══ SUPPLIED DATA ══

//! # Mock Framework & Testing Guide
//!
//! The `MockClient<T>` type hands out a real `ResourceClient<T>` whose requests are answered
//! from a queue of expectations instead of a backend. It lets you script return values and
//! failures for unit tests without a key manager or a running `ResourceActor`.
//!
//! ## When to use Mocks vs Real Backends
//!
//! | Feature | MockClient | MemoryBackend | HttpBackend + wiremock |
//! |---------|------------|---------------|------------------------|
//! | **Speed** | Instant | Instant | Fast (local socket) |
//! | **State** | None (scripted) | Real in-memory state | Whatever the stub returns |
//! | **Use Case** | Logic *around* the client | Session semantics (find, ignore_missing) | Wire format |
//! | **Error Injection** | Easy (`return_err`) | Hard | Easy (status codes) |
//!
//! ## Testing Strategies
//!
//! <details>
//! <summary><b>Pattern 0: Forwarding Test (Raw Requests)</b></summary>
//!
//! **When to use**: Checking that a proxy method sends exactly one request of the right kind
//! with its arguments unchanged. [`create_mock_client`] returns the receiving end of the
//! channel; the `expect_*` helpers pop the next request and hand back its arguments and
//! responder.
//!
//! ```rust
//! use resource_framework::mock::{create_mock_client, expect_delete};
//! use resource_framework::Resource;
//! use serde::{Deserialize, Serialize};
//!
//! #[derive(Clone, Debug, Serialize, Deserialize)]
//! struct Key { key_ref: Option<String>, name: Option<String> }
//! #[derive(Debug, Serialize)] struct KeyCreate;
//!
//! impl Resource for Key {
//!     type Id = String; type Create = KeyCreate; type Update = KeyCreate;
//!     const KIND: &'static str = "key"; const BASE_PATH: &'static str = "keys";
//!     const RESOURCES_KEY: &'static str = "keys"; const REF_KEY: &'static str = "key_ref";
//!     fn href(&self) -> Option<&str> { self.key_ref.as_deref() }
//!     fn name(&self) -> Option<&str> { self.name.as_deref() }
//! }
//!
//! #[tokio::main]
//! async fn main() {
//!     let (client, mut receiver) = create_mock_client::<Key>(10);
//!     let task = tokio::spawn(async move { client.delete("k-1".to_string(), false).await });
//!
//!     let (id, ignore_missing, responder) = expect_delete(&mut receiver).await.unwrap();
//!     assert_eq!(id, "k-1");
//!     assert!(!ignore_missing);
//!     responder.send(Ok(())).unwrap();
//!
//!     assert!(task.await.unwrap().is_ok());
//! }
//! ```
//! </details>
//!
//! <details>
//! <summary><b>Pattern 1: Scripted Responses (Fluent Mock)</b></summary>
//!
//! **When to use**: Code that consumes a client and must react to its results, including
//! failures that a real service rarely produces on demand.
//!
//! ```rust
//! use resource_framework::mock::MockClient;
//! use resource_framework::{Resource, SessionError};
//! use serde::{Deserialize, Serialize};
//!
//! #[derive(Clone, Debug, Serialize, Deserialize)]
//! struct Key { key_ref: Option<String>, name: Option<String> }
//! #[derive(Debug, Serialize)] struct KeyCreate;
//!
//! impl Resource for Key {
//!     type Id = String; type Create = KeyCreate; type Update = KeyCreate;
//!     const KIND: &'static str = "key"; const BASE_PATH: &'static str = "keys";
//!     const RESOURCES_KEY: &'static str = "keys"; const REF_KEY: &'static str = "key_ref";
//!     fn href(&self) -> Option<&str> { self.key_ref.as_deref() }
//!     fn name(&self) -> Option<&str> { self.name.as_deref() }
//! }
//!
//! #[tokio::main]
//! async fn main() {
//!     let mut mock = MockClient::<Key>::new();
//!     let client = mock.client();
//!
//!     // Simulate a service outage
//!     mock.expect_get("k-1".to_string())
//!         .return_err(SessionError::Unauthorized(401));
//!
//!     let result = client.get("k-1".to_string()).await;
//!     assert!(matches!(result, Err(SessionError::Unauthorized(401))));
//!     mock.verify();
//! }
//! ```
//! </details>
//!
//! <details>
//! <summary><b>Pattern 2: Full Session (MemoryBackend)</b></summary>
//!
//! **When to use**: Exercising the shared semantics of the actor (not-found mapping,
//! `ignore_missing`, find by name). See `tests/integration_test.rs`.
//! </details>

use crate::client::ResourceClient;
use crate::error::SessionError;
use crate::message::{ResourceRequest, Response};
use crate::resource::{ListQuery, Resource};
use std::collections::VecDeque;
use std::sync::{Arc, Mutex};
use tokio::sync::mpsc;

// =============================================================================
// EXPECTATION BUILDER API
// =============================================================================

/// Represents an expected request to the mock client.
///
/// Ids recorded here are compared with the incoming request; a mismatch drops the
/// responder, which the caller sees as [`SessionError::BackendDropped`].
enum Expectation<T: Resource> {
    Create {
        response: Result<T, SessionError>,
    },
    Get {
        id: T::Id,
        response: Result<T, SessionError>,
    },
    Update {
        id: T::Id,
        response: Result<T, SessionError>,
    },
    Delete {
        id: T::Id,
        response: Result<(), SessionError>,
    },
    List {
        response: Result<Vec<T>, SessionError>,
    },
    Find {
        name_or_id: String,
        response: Result<Option<T>, SessionError>,
    },
}

type Expectations<T> = Arc<Mutex<VecDeque<Expectation<T>>>>;

/// A mock client with expectation tracking for fluent testing.
///
/// # Example
/// ```ignore
/// let mut mock = MockClient::<Secret>::new();
/// mock.expect_find("db-password".to_string()).return_ok(Some(secret));
/// mock.expect_delete(secret_id.clone()).return_ok(());
///
/// let client = mock.client();
/// // Use client in tests...
/// mock.verify(); // Ensures all expectations were met
/// ```
pub struct MockClient<T: Resource> {
    client: ResourceClient<T>,
    expectations: Expectations<T>,
    _handle: tokio::task::JoinHandle<()>,
}

impl<T: Resource> Default for MockClient<T> {
    fn default() -> Self {
        Self::new()
    }
}

fn answer<R>(respond_to: Response<R>, response: Result<R, SessionError>) {
    let _ = respond_to.send(response);
}

impl<T: Resource> MockClient<T> {
    /// Creates a new mock client with no expectations.
    ///
    /// Must be called inside a Tokio runtime.
    pub fn new() -> Self {
        let (sender, mut receiver) = mpsc::channel::<ResourceRequest<T>>(100);
        let expectations: Expectations<T> = Arc::new(Mutex::new(VecDeque::new()));
        let queue = Arc::clone(&expectations);

        let handle = tokio::spawn(async move {
            while let Some(request) = receiver.recv().await {
                let expectation = match queue.lock() {
                    Ok(mut exps) => exps.pop_front(),
                    Err(_) => return,
                };

                match (request, expectation) {
                    (
                        ResourceRequest::Create { respond_to, .. },
                        Some(Expectation::Create { response }),
                    ) => answer(respond_to, response),
                    (
                        ResourceRequest::Get { id, respond_to },
                        Some(Expectation::Get {
                            id: expected,
                            response,
                        }),
                    ) if id == expected => answer(respond_to, response),
                    (
                        ResourceRequest::Update { id, respond_to, .. },
                        Some(Expectation::Update {
                            id: expected,
                            response,
                        }),
                    ) if id == expected => answer(respond_to, response),
                    (
                        ResourceRequest::Delete { id, respond_to, .. },
                        Some(Expectation::Delete {
                            id: expected,
                            response,
                        }),
                    ) if id == expected => answer(respond_to, response),
                    (
                        ResourceRequest::List { respond_to, .. },
                        Some(Expectation::List { response }),
                    ) => answer(respond_to, response),
                    (
                        ResourceRequest::Find {
                            name_or_id,
                            respond_to,
                        },
                        Some(Expectation::Find {
                            name_or_id: expected,
                            response,
                        }),
                    ) if name_or_id == expected => answer(respond_to, response),
                    // Unexpected request: dropping the responder fails the call.
                    _ => {}
                }
            }
        });

        Self {
            client: ResourceClient::new(sender),
            expectations,
            _handle: handle,
        }
    }

    /// Returns the client for use in tests.
    pub fn client(&self) -> ResourceClient<T> {
        self.client.clone()
    }

    /// Expects a `create` operation.
    pub fn expect_create(&mut self) -> ExpectationBuilder<T, T> {
        self.builder(|response| Expectation::Create { response })
    }

    /// Expects a `get` operation for `id`.
    pub fn expect_get(&mut self, id: T::Id) -> ExpectationBuilder<T, T> {
        self.builder(move |response| Expectation::Get { id, response })
    }

    /// Expects an `update` operation for `id`.
    pub fn expect_update(&mut self, id: T::Id) -> ExpectationBuilder<T, T> {
        self.builder(move |response| Expectation::Update { id, response })
    }

    /// Expects a `delete` operation for `id`.
    pub fn expect_delete(&mut self, id: T::Id) -> ExpectationBuilder<T, ()> {
        self.builder(move |response| Expectation::Delete { id, response })
    }

    /// Expects a `list` operation.
    pub fn expect_list(&mut self) -> ExpectationBuilder<T, Vec<T>> {
        self.builder(|response| Expectation::List { response })
    }

    /// Expects a `find` operation for `name_or_id`.
    pub fn expect_find(&mut self, name_or_id: impl Into<String>) -> ExpectationBuilder<T, Option<T>> {
        let name_or_id = name_or_id.into();
        self.builder(move |response| Expectation::Find {
            name_or_id,
            response,
        })
    }

    fn builder<R>(
        &self,
        build: impl FnOnce(Result<R, SessionError>) -> Expectation<T> + Send + 'static,
    ) -> ExpectationBuilder<T, R> {
        ExpectationBuilder {
            build: Box::new(build),
            expectations: Arc::clone(&self.expectations),
        }
    }

    /// Verifies that all expectations were met.
    pub fn verify(&self) {
        let remaining = self
            .expectations
            .lock()
            .map(|exps| exps.len())
            .unwrap_or_default();
        if remaining > 0 {
            panic!("Not all expectations were met. {remaining} remaining");
        }
    }
}

type Build<T, R> = Box<dyn FnOnce(Result<R, SessionError>) -> Expectation<T> + Send>;

/// Builder that fixes the response of one expectation.
///
/// `R` is the success type of the expected operation.
pub struct ExpectationBuilder<T: Resource, R> {
    build: Build<T, R>,
    expectations: Expectations<T>,
}

impl<T: Resource, R> ExpectationBuilder<T, R> {
    fn push(self, response: Result<R, SessionError>) {
        let expectation = (self.build)(response);
        if let Ok(mut exps) = self.expectations.lock() {
            exps.push_back(expectation);
        }
    }

    /// Sets the expectation to return a successful value.
    pub fn return_ok(self, value: R) {
        self.push(Ok(value));
    }

    /// Sets the expectation to return an error.
    pub fn return_err(self, error: SessionError) {
        self.push(Err(error));
    }
}

// =============================================================================
// RAW REQUEST HELPERS
// =============================================================================

/// Creates a mock client and a receiver for asserting requests.
///
/// # Testing Strategy
/// When testing a proxy we don't want any backend at all, only proof that the call was
/// forwarded. The client sends messages to a channel we control (`receiver`); the helpers
/// below inspect the next message and return its arguments together with the responder,
/// so the test can also choose what the caller gets back.
pub fn create_mock_client<T: Resource>(
    buffer_size: usize,
) -> (ResourceClient<T>, mpsc::Receiver<ResourceRequest<T>>) {
    let (sender, receiver) = mpsc::channel(buffer_size);
    (ResourceClient::new(sender), receiver)
}

/// Helper to verify that the next message is a Create request
pub async fn expect_create<T: Resource>(
    receiver: &mut mpsc::Receiver<ResourceRequest<T>>,
) -> Option<(T::Create, Response<T>)> {
    match receiver.recv().await {
        Some(ResourceRequest::Create { attrs, respond_to }) => Some((attrs, respond_to)),
        _ => None,
    }
}

/// Helper to verify that the next message is a Get request
pub async fn expect_get<T: Resource>(
    receiver: &mut mpsc::Receiver<ResourceRequest<T>>,
) -> Option<(T::Id, Response<T>)> {
    match receiver.recv().await {
        Some(ResourceRequest::Get { id, respond_to }) => Some((id, respond_to)),
        _ => None,
    }
}

/// Helper to verify that the next message is an Update request
pub async fn expect_update<T: Resource>(
    receiver: &mut mpsc::Receiver<ResourceRequest<T>>,
) -> Option<(T::Id, T::Update, Response<T>)> {
    match receiver.recv().await {
        Some(ResourceRequest::Update {
            id,
            attrs,
            respond_to,
        }) => Some((id, attrs, respond_to)),
        _ => None,
    }
}

/// Helper to verify that the next message is a Delete request
pub async fn expect_delete<T: Resource>(
    receiver: &mut mpsc::Receiver<ResourceRequest<T>>,
) -> Option<(T::Id, bool, Response<()>)> {
    match receiver.recv().await {
        Some(ResourceRequest::Delete {
            id,
            ignore_missing,
            respond_to,
        }) => Some((id, ignore_missing, respond_to)),
        _ => None,
    }
}

/// Helper to verify that the next message is a List request
pub async fn expect_list<T: Resource>(
    receiver: &mut mpsc::Receiver<ResourceRequest<T>>,
) -> Option<(ListQuery, Response<Vec<T>>)> {
    match receiver.recv().await {
        Some(ResourceRequest::List { query, respond_to }) => Some((query, respond_to)),
        _ => None,
    }
}

/// Helper to verify that the next message is a Find request
pub async fn expect_find<T: Resource>(
    receiver: &mut mpsc::Receiver<ResourceRequest<T>>,
) -> Option<(String, Response<Option<T>>)> {
    match receiver.recv().await {
        Some(ResourceRequest::Find {
            name_or_id,
            respond_to,
        }) => Some((name_or_id, respond_to)),
        _ => None,
    }
}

═══

WORK REQUEST ->
Search the data for "ResourceClient". Copy every line that has it.

EXERCISE ANSWER ->
//! The `MockClient<T>` type hands out a real `ResourceClient<T>` whose requests are answered
use crate::client::ResourceClient;
    client: ResourceClient<T>,
            client: ResourceClient::new(sender),
    pub fn client(&self) -> ResourceClient<T> {
) -> (ResourceClient<T>, mpsc::Receiver<ResourceRequest<T>>) {
    (ResourceClient::new(sender), receiver)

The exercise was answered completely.